The Kurultai consisted of 76 delegates, four of whom were female (Şefika Gasprinskaya, Anife Bоdaninskaya, Ilhan Tohtar, Hatice Avcı). The delegates were chosen from five counties: Yalta (24), Akmescit (19), Kefe (16), Kezlev (11), and Orkapy (6). Asan Sabri Ayvazov, long-time Crimean independence leader, journalist, and educator, was elected Chairman of the Kurultai.

The Kurultai, in opposition to the Bolsheviks, published a "Crimean Tatar Basic Law", which convened an All-Crimean Constitutional Assembly, established a Board of Directors as a provisional government, and erected a Council of National Representatives as a provisional parliament. The Board of Directors and the Central Council of Ukraine both mutually recognized each other.

Bolshevik coup d'état
This attempt to build a new nation was quickly defeated by the Bolshevik- and anarchist-dominated Black Sea Fleet. Already on 16 December 1917, the Bolsheviks captured Sevastopol where the headquarters of the Black Sea Fleet was located and dissolved the local council of deputies. The power in the city was transferred to the local revkom. The Bolsheviks were supported by some ships of the Black Sea Fleet. To defend itself, the Crimean government created a United Crimean Headquarters on 19 December 1917, that had at its disposal two cavalry and one infantry regiment of Crimean Tatars as well as some Ukrainian and Russian formations that amounted to some thousand people. Several armed incidents took place during January 1918. On 14 January 1918, the Bolsheviks captured Simferopol where they managed to arrest former President of Crimea (Head of Directorate) Noman Çelebicihan who had just resigned on 4 January 1918. He was transferred back to Sevastopol and interned until 23 February 1918, when he was executed without trial. The body of Çelebicihan was thrown into the sea.

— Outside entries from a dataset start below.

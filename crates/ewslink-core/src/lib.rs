// ewslink-core: state slice, actions, and reducer for the ewslink plugin

pub mod action;
pub mod reducer;
pub mod state;
pub mod store;

pub use action::Action;
pub use reducer::reduce;
pub use state::PluginState;
pub use store::{Reducer, Store, StoreHandle};

// Wire types travel with the slice; re-exported so UI code needs one import.
pub use ewslink_api::{ConnectionTestResult, Credentials};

On the initiative of Çelebicihan on 10 January 1918, the Kurultai created a special commission that conducted talks with the Bolsheviks to stop the armed conflict in Crimea.

By the end of January 1918, the Bolsheviks had captured the whole of Crimea and dissolved both the Kurultai as well as the Council of National Representatives. The Red Terror engulfed the peninsula. With Çelebicihan in the Reds' custody, another leader of the Crimean Tatars, Cafer Seydamet Qırımer, managed to escape to the Caucasus across continental Ukraine. Many Crimean military formations retreated to the mountains. The government of Ukraine blockaded Crimea while trying to re-establish control over the Black Sea Fleet and the city of Sevastopol. Any Muslim supporting military formations on the way to Crimea was stopped. That, in turn, triggered a protest from the All-Russian Muslim military council. By the end of January 1918, the Ukrainian government itself was forced to declare war on the Russian SFSR due to the advancement of the Red Guard forces of Moscow and Petrograd into Ukraine without explicit notification.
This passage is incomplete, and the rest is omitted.